===== Dataset excerpts =====

//! Commands a rendering layer sends into the history store.
//!
//! Commands have a small textual form so that games can be scripted:
//! a bare cell index (`4`), a cell name (`center`) or `play 4` places a
//! mark, and `j2` or `jump 2` moves the active index.

use std::str::FromStr;

use derive_more::{Display, Error};
use serde::{Deserialize, Serialize};
use tracing::instrument;

use crate::history::{GameHistory, HistoryError, PlayOutcome};
use crate::position::Position;

/// A request from the rendering layer.
#[derive(Debug, Clone, Copy, PartialEq, Eq, Hash, Serialize, Deserialize, Display)]
pub enum Command {
    /// Place the next mark on a cell.
    #[display("play {}", _0.to_index())]
    Play(Position),
    /// Make the step at this index active.
    #[display("jump {_0}")]
    Jump(usize),
}

/// What applying a [`Command`] did.
#[derive(Debug, Clone, Copy, PartialEq, Eq)]
pub enum Applied {
    /// Result of a play.
    Play(PlayOutcome),
    /// The jump succeeded.
    Jump(usize),
}

/// Error parsing the textual form of a command.
#[derive(Debug, Clone, PartialEq, Eq, Display, Error)]
#[display("Invalid command {input:?}: {reason}")]
pub struct CommandParseError {
    /// The offending text.
    pub input: String,
    /// What was wrong with it.
    pub reason: String,
}

impl CommandParseError {
    fn new(input: &str, reason: impl Into<String>) -> Self {
        Self {
            input: input.to_string(),
            reason: reason.into(),
        }
    }
}

impl FromStr for Command {
    type Err = CommandParseError;

    fn from_str(s: &str) -> Result<Self, Self::Err> {
        let text = s.trim().to_lowercase();
        let (verb, arg) = match text.split_once(char::is_whitespace) {
            Some((verb, arg)) => (verb, arg.trim()),
            None if text.starts_with('j') => ("jump", &text[1..]),
            None => ("play", text.as_str()),
        };

        match verb {
            "play" | "p" => Position::from_label_or_number(arg)
                .map(Command::Play)
                .ok_or_else(|| {
                    CommandParseError::new(s, "cell must be 0-8 or a cell name")
                }),
            "jump" | "j" => arg
                .parse()
                .map(Command::Jump)
                .map_err(|_| CommandParseError::new(s, format!("{arg:?} is not a step index"))),
            other => Err(CommandParseError::new(
                s,
                format!("unknown verb {other:?}"),
            )),
        }
    }
}

/// Parses a whitespace or comma separated list of commands.
///
/// Multi-word commands must be written in their short form (`j2`) here,
/// since whitespace separates commands.
#[instrument]
pub fn parse_script(script: &str) -> Result<Vec<Command>, CommandParseError> {
    script
        .split(|c: char| c == ',' || c.is_whitespace())
        .filter(|token| !token.is_empty())
        .map(str::parse)
        .collect()
}

impl GameHistory {
    /// Applies one command to the history.
    #[instrument(skip(self))]
    pub fn apply(&mut self, command: Command) -> Result<Applied, HistoryError> {
        match command {
            Command::Play(pos) => Ok(Applied::Play(self.play_cell(pos))),
            Command::Jump(index) => {
                self.jump_to(index)?;
                Ok(Applied::Jump(index))
            }
        }
    }
}

#[cfg(test)]
mod tests {
    use super::*;

    #[test]
    fn test_parse_forms() {
        assert_eq!("4".parse::<Command>(), Ok(Command::Play(Position::Center)));
        assert_eq!("play 0".parse::<Command>(), Ok(Command::Play(Position::TopLeft)));
        assert_eq!("j2".parse::<Command>(), Ok(Command::Jump(2)));
        assert_eq!(" Jump 7 ".parse::<Command>(), Ok(Command::Jump(7)));
    }

    #[test]
    fn test_parse_cell_names() {
        assert_eq!("center".parse::<Command>(), Ok(Command::Play(Position::Center)));
        assert_eq!(
            "play Top-left".parse::<Command>(),
            Ok(Command::Play(Position::TopLeft))
        );
        assert_eq!(
            "p bottom-right".parse::<Command>(),
            Ok(Command::Play(Position::BottomRight))
        );
        assert!("jump center".parse::<Command>().is_err());
        assert!("play middle".parse::<Command>().is_err());
    }

    #[test]
    fn test_parse_rejects_bad_input() {
        assert!("9".parse::<Command>().is_err());
        assert!("x".parse::<Command>().is_err());
        assert!("move 3".parse::<Command>().is_err());
        assert!("".parse::<Command>().is_err());
    }

    #[test]
    fn test_display_parses_back() {
        for command in [Command::Play(Position::BottomLeft), Command::Jump(3)] {
            assert_eq!(command.to_string().parse::<Command>(), Ok(command));
        }
    }

    #[test]
    fn test_parse_script() {
        let script = parse_script("0 3, top-center j1  center").unwrap();
        assert_eq!(
            script,
            vec![
                Command::Play(Position::TopLeft),
                Command::Play(Position::MiddleLeft),
                Command::Play(Position::TopCenter),
                Command::Jump(1),
                Command::Play(Position::Center),
            ]
        );
    }

    #[test]
    fn test_apply_jump_error_propagates() {
        let mut game = GameHistory::new();
        assert_eq!(
            game.apply(Command::Jump(1)),
            Err(HistoryError::StepOutOfRange { index: 1, len: 1 })
        );
        assert_eq!(game.apply(Command::Jump(0)), Ok(Applied::Jump(0)));
    }
}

=====

◆ **Your task**:
Your answer should be only the number of lines in the entries above that hold the string "CommandParseError".

◆ **Exercise output**:
7